Around 2,600 women are diagnosed with cervical cancer in England each year, over a quarter of which ultimately die from the disease. To put that into context, that means that there are, on average, two cervical cancer deaths in England every day. These startling figures come from Public Health England, who add that as long as cervical screenings are attended regularly, 83% of cervical cancer cases can be prevented.
Unfortunately, screening rates are at a 20-year low – with one in four women not attending their test when invited. There are a number of reasons why this might be, and therefore it pays to do our level best to dispel as many of the myths around cervical cancer screenings as we can.
What is a cervical screening?
Cervical screenings or smear tests check the health of the cervix – the opening to the womb from the vagina. Cervical screenings are not, and never have been, tests for cancer in and of themselves.
Cervical screenings are tests that prevent cancer – responding quickly to certain signs visible at an early stage that can prevent cancer from developing.
What is involved in a cervical screening?
A smear test is usually the first port of call for cervical screening in the UK. As the name suggests, the test involves a nurse or doctor collecting a sample of cells from the cervix with a small brush. This sample is then sent to a laboratory for analysis with a view to revealing abnormalities.
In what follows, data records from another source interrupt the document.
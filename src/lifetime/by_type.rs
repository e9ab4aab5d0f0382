//! Average lifetime value per membership type

use std::collections::BTreeMap;

use crate::churn::ChurnCurve;
use crate::membership::{type_label, MemberPayment};
use crate::stats::{average, round_to};

use super::LifetimeValueProjector;

impl LifetimeValueProjector {
    /// Mean realized + projected value per membership type, rounded to cents
    ///
    /// Members without a type are reported under "Unknown".
    pub fn by_membership_type(&self, payments: &[MemberPayment], curve: &ChurnCurve) -> BTreeMap<String, f64> {
        let mut totals: BTreeMap<&str, Vec<f64>> = BTreeMap::new();
        for value in self.member_values(payments, curve) {
            totals
                .entry(type_label(value.membership_type))
                .or_default()
                .push(value.realized + value.projected);
        }

        totals
            .into_iter()
            .filter_map(|(membership_type, values)| {
                average(&values).map(|mean| (membership_type.to_string(), round_to(mean, 2)))
            })
            .collect()
    }
}

#[cfg(test)]
mod tests {
    use super::*;
    use crate::churn::{ChurnCurveEstimator, TenureBucket};
    use crate::config::{ChurnCurveSettings, LifetimeValueSettings};
    use approx::assert_relative_eq;

    fn payment(id: u64, tenure: f64, amount: f64, membership_type: Option<&str>) -> MemberPayment {
        MemberPayment {
            membership_type: membership_type.map(str::to_string),
            ..MemberPayment::new(id, tenure, Some(amount))
        }
    }

    #[test]
    fn test_grouped_by_type() {
        let curve = ChurnCurveEstimator::new(ChurnCurveSettings::default()).estimate(&[], 0);
        let projector = LifetimeValueProjector::new(LifetimeValueSettings::default(), 10);
        // Empty curve pools are fully churned: one expected year everywhere
        assert_eq!(curve.expected_future_years(TenureBucket::Year(2)), Some(1.0));

        let payments = vec![
            payment(1, 2.0, 50.0, Some("Individual")),
            payment(2, 1.0, 50.0, Some("Individual")),
            payment(3, 0.5, 80.0, Some("Family")),
            payment(4, 1.0, 10.0, None),
            payment(5, 1.0, 0.0, Some("Student")),
        ];
        let by_type = projector.by_membership_type(&payments, &curve);

        assert_eq!(
            by_type.keys().map(String::as_str).collect::<Vec<_>>(),
            vec!["Family", "Individual", "Unknown"]
        );
        // (24 x 50 + 600) and (12 x 50 + 600)
        assert_relative_eq!(by_type["Individual"], 1500.0);
        // 6 x 80 + 960
        assert_relative_eq!(by_type["Family"], 1440.0);
        assert_relative_eq!(by_type["Unknown"], 240.0);
    }
}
Are there other forms of cervical screening?
HPV testing is becoming the preferred screening method for medical professionals throughout the country. Testing for human papilloma virus (HPV) is believed to be a more accurate indicator of when a person is at risk of developing changes to the cervix associated with cancer – so a cervical screening may consist of a HPV test instead of a smear test.
Is a smear test painful?
Though a smear test should never be painful, it can be uncomfortable if you are tensed up as the speculum is gently inserted, but that should be the only sensation you feel. There can also be a small amount of bleeding after the test, but this is completely normal.
Once the doctor or nurse has put the speculum in place and has gained a clear view of the cervix, they will gently scrape its surface with a small, soft brush. In doing so, they collect a sample of cells, which can then be stored and sent to a laboratory for testing.
How often do I need to have a cervical cancer screening?
According to the NHS, regular cervical screening should start at age 25. You will receive your first cervical screening invitation up to six months before you turn 25.
Between the ages of 25 and 49, you will receive invitations every three years, and between 50 and 64 you will receive invitations every five years. You will only be invited when you are 65 or older if one of your last three tests between age 50 and 64 was abnormal.
How long does it take for smear test results to come back?
Usually, you will have the results of your cervical screening – be it a smear test or HPV test – within 14 days.
During times of high demand, for instance when national awareness campaigns are launched and active, the wait can be longer. On longer wait times for results, the NHS write: "Try not to worry if your results are taking a long time to get to you. It does not mean anything is wrong, and most people will have a normal result”.